Diante da divisão dos democratas sobre os projetos de lei, a postura da Casa Branca pode ser fundamental. Se Biden colocar seu peso político a favor deles, muitos acham que poderia persuadir colegas hesitantes. A Casa Branca deu “apoio técnico” à redação do projeto de Klobuchar, de acordo com autoridades, mas ainda não emitiu comunicado pedindo aos senadores para votarem a favor dele. 

O presidente, que enfrenta problemas em várias outras frentes, incluindo a da pandemia e a da persistente inflação alta, pode decidir ficar de fora de cena. Alguns, entretanto, dizem acreditar que a situação poderia resultar no tipo de medida bipartidária que seria atraente para um presidente em busca de uma grande vitória. 

Mesmo que não seja aprovado, a votação de quinta-feira teve duas vitórias importantes, dizem os defensores do projeto. 

Primeiro, deu um sinal ao Judiciário da preocupação do Congresso com a aplicação das atuais leis de concorrência. “O Senado está dizendo aos juízes que não gosta da maneira como interpretaram a lei antitruste quando se trata das Big Tech, e os juízes darão ouvidos a isso”, disse Stoller. 

Em segundo lugar, rompeu a aura de invencibilidade em torno do exército de lobistas das gigantes tecnológicas em Washington. 
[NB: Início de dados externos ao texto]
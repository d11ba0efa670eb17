//! Weisfeiler: coherent (Weisfeiler–Leman) refinement of matrix colorings.
//!
//! This crate computes the coarsest *cellular* refinement of a coloring of
//! `Ω × Ω` for a finite set `Ω = {0, …, n-1}`: the input is an `n × n`
//! matrix of color indices, the output is a matrix over a new palette in
//! which, for every ordered color triple `(i, j, k)`, the number of
//! `w ∈ Ω` completing an `i`-`j` path between the endpoints of a `k`-cell
//! is the same for all `k`-cells. Diagonal and off-diagonal colors are kept
//! in disjoint contiguous ranges throughout (a *coherent* coloring).
//!
//! The kernel is single-threaded and deterministic: a fixed row-major
//! traversal, a fixed signature strategy, and first-occurrence numbering
//! make outputs reproducible run to run. Only the induced partition is
//! canonical across implementations.
//!
//! # Mathematical Foundations
//!
//! The fixed point of the refinement is the adjacency algebra of a coherent
//! configuration: the 0/1 indicator matrices of the final color classes are
//! closed under matrix multiplication over the non-negative integers. The
//! per-pass step replaces each cell's color with (a fingerprint of) the
//! multiset of color pairs `{(A[u,w], A[w,v]) : w ∈ Ω}`.
//!
//! # References
//!
//! - Weisfeiler, Leman. "A reduction of a graph to a canonical form and an
//!   algebra arising during this reduction" (1968)
//! - Weisfeiler (ed.). "On Construction and Identification of Graphs",
//!   Springer LNM 558 (1976)
//! - Higman. "Coherent configurations I" (1970)
//! - Babel, Chuvaeva, Klin, Pasechnik. "Algebraic combinatorics in
//!   mathematical chemistry II. Program implementation of the
//!   Weisfeiler-Leman algorithm" (1997)
//!
//! # Example
//!
//! ```
//! use weisfeiler::prelude::*;
//!
//! // A 4-cycle. Its distance partition is already coherent: one vertex
//! // class, edges and non-edges apart.
//! let graph = ColoredGraph::from_adjacency(4, &[(0, 1), (1, 2), (2, 3), (3, 0)]);
//! let (mut matrix, palette) = graph.to_matrix();
//! let refined = refine(&mut matrix, palette.total).unwrap();
//! assert_eq!(refined.diagonal, 1);
//! assert_eq!(refined.total, 3);
//! ```

pub mod graph;
pub mod io;
pub mod matrix;
pub mod palette;
pub mod refine;
pub mod signature;

pub use graph::ColoredGraph;
pub use matrix::{Color, ColorMatrix, MAX_ORDER};
pub use palette::{Palette, PALETTE_CEILING};
pub use refine::{refine, RefineError};

/// Prelude for convenient usage.
pub mod prelude {
    pub use crate::graph::ColoredGraph;
    pub use crate::io::{parse_matrix, render_matrix, ParseError};
    pub use crate::matrix::{Color, ColorMatrix, MAX_ORDER};
    pub use crate::palette::{Palette, PALETTE_CEILING};
    pub use crate::refine::{refine, RefineError};
    pub use crate::signature::{SignatureBuilder, SignatureHash};
}
//! The textual matrix format.
//!
//! ```text
//! <d>
//! <n>
//! <row 0 tokens> … <row n-1 tokens>
//! ```
//!
//! Tokens are non-negative decimal integers separated by arbitrary runs of
//! whitespace (the line structure above is conventional, not required). The
//! parser checks structure only (token syntax and count); *value* validity
//! (range, contiguity, the diagonal split) is the refinement driver's job,
//! so a malformed palette surfaces as a [`crate::refine::RefineError`], not
//! as a parse error.

use crate::matrix::{Color, ColorMatrix};
use serde::{Deserialize, Serialize};
use std::fmt::Write as _;

/// Error type for parsing the textual matrix format.
#[derive(Debug, Clone, PartialEq, Eq, Serialize, Deserialize)]
pub enum ParseError {
    /// The input is empty (no palette-size token).
    MissingPalette,
    /// The input ends after the palette size (no order token).
    MissingOrder,
    /// A token is not a non-negative decimal integer that fits the cell
    /// width.
    InvalidToken {
        /// The offending token.
        token: String,
    },
    /// The number of cell tokens does not match the declared order.
    TokenCount {
        /// `order²`.
        expected: usize,
        /// Tokens actually present.
        found: usize,
    },
}

impl std::fmt::Display for ParseError {
    fn fmt(&self, f: &mut std::fmt::Formatter<'_>) -> std::fmt::Result {
        match self {
            ParseError::MissingPalette => write!(f, "missing palette size"),
            ParseError::MissingOrder => write!(f, "missing matrix order"),
            ParseError::InvalidToken { token } => write!(f, "invalid token {:?}", token),
            ParseError::TokenCount { expected, found } => {
                write!(f, "expected {} cell tokens, found {}", expected, found)
            }
        }
    }
}

impl std::error::Error for ParseError {}

fn parse_token(token: &str) -> Result<u32, ParseError> {
    token.parse::<u32>().map_err(|_| ParseError::InvalidToken {
        token: token.to_string(),
    })
}

/// Parses a matrix from the textual format.
///
/// Returns the matrix and the declared palette size.
pub fn parse_matrix(input: &str) -> Result<(ColorMatrix, u32), ParseError> {
    let mut tokens = input.split_whitespace();
    let declared = parse_token(tokens.next().ok_or(ParseError::MissingPalette)?)?;
    let order = parse_token(tokens.next().ok_or(ParseError::MissingOrder)?)? as usize;

    let expected = order * order;
    // Capacity follows the tokens actually present; a wild order header must
    // not drive the allocation.
    let mut cells = Vec::new();
    for token in tokens.by_ref().take(expected) {
        cells.push(Color::new(parse_token(token)?));
    }
    let surplus = tokens.count();
    if cells.len() != expected || surplus != 0 {
        return Err(ParseError::TokenCount {
            expected,
            found: cells.len() + surplus,
        });
    }
    Ok((ColorMatrix::from_cells(order, cells), declared))
}

/// Renders a matrix in the textual format, one matrix row per line.
pub fn render_matrix(matrix: &ColorMatrix, palette_size: u32) -> String {
    let n = matrix.order();
    let mut out = String::new();
    let _ = writeln!(out, "{}", palette_size);
    let _ = writeln!(out, "{}", n);
    for u in 0..n {
        for (v, color) in matrix.row(u).iter().enumerate() {
            if v > 0 {
                out.push(' ');
            }
            let _ = write!(out, "{}", color);
        }
        out.push('\n');
    }
    out
}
“As empresas de tecnologia exageraram”, disse Stacy Mitchell, codiretora do Institute for Local Self-Reliance, uma organização sem fins lucrativos crítica ao poder das grandes empresas. “As táticas delas ilustram que elas têm muito poder; seus esforços para tentar impedir a lei são um estudo de caso sobre o problema em si.”